I have my own mental health nurse, a counsellor, supportive parents (mum has moved in to help me) but I still feel lonely, depressed and suicidal. I have self harmed this week, drank in secret and am having real issues with my children's behaviour.
My daughter is behaving so badly I don't know how much more I can take as I'm already so stressed out and tired. She is currently crying her eyes out in bed because I won't let her sleep with me (i take meds that knock me out and need my sleep or o am even worse) because she keeps me awake. I have tried talking to her about what is wrong, spoken to school, spent time with her but she is just so rude. She growls at me, rolls her eyes, slams doors, sulks, NEVER listens, rolls around the floor and on the furniture constantly, interrupts me all the time when I'm talking or on the phone. I'm exhausted and I don't know what to do. School have signed her up for counselling but I'm yet to see that she has gone. She is also really behind at school and they don't seem to be doing anything to help her. My ex is useless and thinks she is fine (of course she behaves for him!) And likes to pretend he cares when in reality he doesn't give a shit because he only sees her EOW.
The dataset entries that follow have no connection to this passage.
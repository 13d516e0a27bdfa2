//! Client engine for the gateway configuration database.
//!
//! The database speaks JSON-RPC over a stream socket. This crate owns that
//! conversation: a [`DbClient`] writes transact and monitor requests, while a
//! background listener thread reads whatever the database sends back and
//! routes each message by its `id` field — responses to the receipt table
//! that resolves them exactly once, table-change notifications to the
//! monitor table that fans them out to long-lived subscriptions.
//!
//! Correlation state is shared between the listener thread and arbitrary
//! calling threads, so every table operation takes a mutex and callbacks are
//! always invoked after the lock is released.

mod client;
mod codec;
mod errors;
mod ids;
mod listener;
mod monitors;
mod receipts;
mod socket;

pub use client::{ConnectionObserver, DbClient, LoggingObserver};
pub use codec::{DeleteKey, Receipt, ReceiptKind};
pub use errors::{CodecError, DbError};
pub use ids::RequestIdGenerator;
pub use monitors::{MonitorCallback, RowUpdate};
pub use receipts::ReceiptCallback;
//! Tagged union over the row shapes the database exchanges.

use crate::feedback::Feedback;
use crate::gateway::GatewayConfig;
use crate::tables::OvsTable;

/// A typed row belonging to one of the tracked tables.
///
/// The variant is resolved once, when a wire message's table name is parsed;
/// every later consumer matches on the tag instead of re-inspecting strings.
#[derive(Debug, Clone, PartialEq)]
pub enum TableRecord {
    /// A `Gateway_Config` row.
    GatewayConfig(GatewayConfig),
    /// A `Feedback` row.
    Feedback(Feedback),
}

impl TableRecord {
    /// Table the record belongs to.
    #[must_use]
    pub const fn table(&self) -> OvsTable {
        match self {
            Self::GatewayConfig(_) => OvsTable::GatewayConfig,
            Self::Feedback(_) => OvsTable::Feedback,
        }
    }
}

impl From<GatewayConfig> for TableRecord {
    fn from(config: GatewayConfig) -> Self {
        Self::GatewayConfig(config)
    }
}

impl From<Feedback> for TableRecord {
    fn from(feedback: Feedback) -> Self {
        Self::Feedback(feedback)
    }
}
//! Wire codec for the database's JSON-RPC dialect.
//!
//! Outbound envelopes are built as compact JSON strings; inbound messages
//! decode into an [`Envelope`] classified by the `id` field, then into typed
//! receipts and per-table row records.

mod envelope;
mod receipt;
mod rows;

pub use envelope::DeleteKey;
pub(crate) use envelope::{
    Envelope, delete_request, insert_request, monitor_cancel_request, monitor_request,
};
pub use receipt::{Receipt, ReceiptKind};
pub(crate) use rows::decode_row_change;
Then there is my 3 year old who is wearing me so thin. He is clingy, grumpy, has major tantrums all the time, won't eat anything but peanut butter on toast, won't let me leave him with anyone but the childminder, screams bloody murder if I go for a shower and my mum watches him! He's turned into a little hitler the last few weeks and I feel like they are in charge and I've got no control.
Taking them out is stressful and embarrassing as they don't listen, are destructive, really really loud and boisterous and all my friends children seem so well behaved and calm. I just want some calm because it really stresses me out and makes my anxiety go through the roof!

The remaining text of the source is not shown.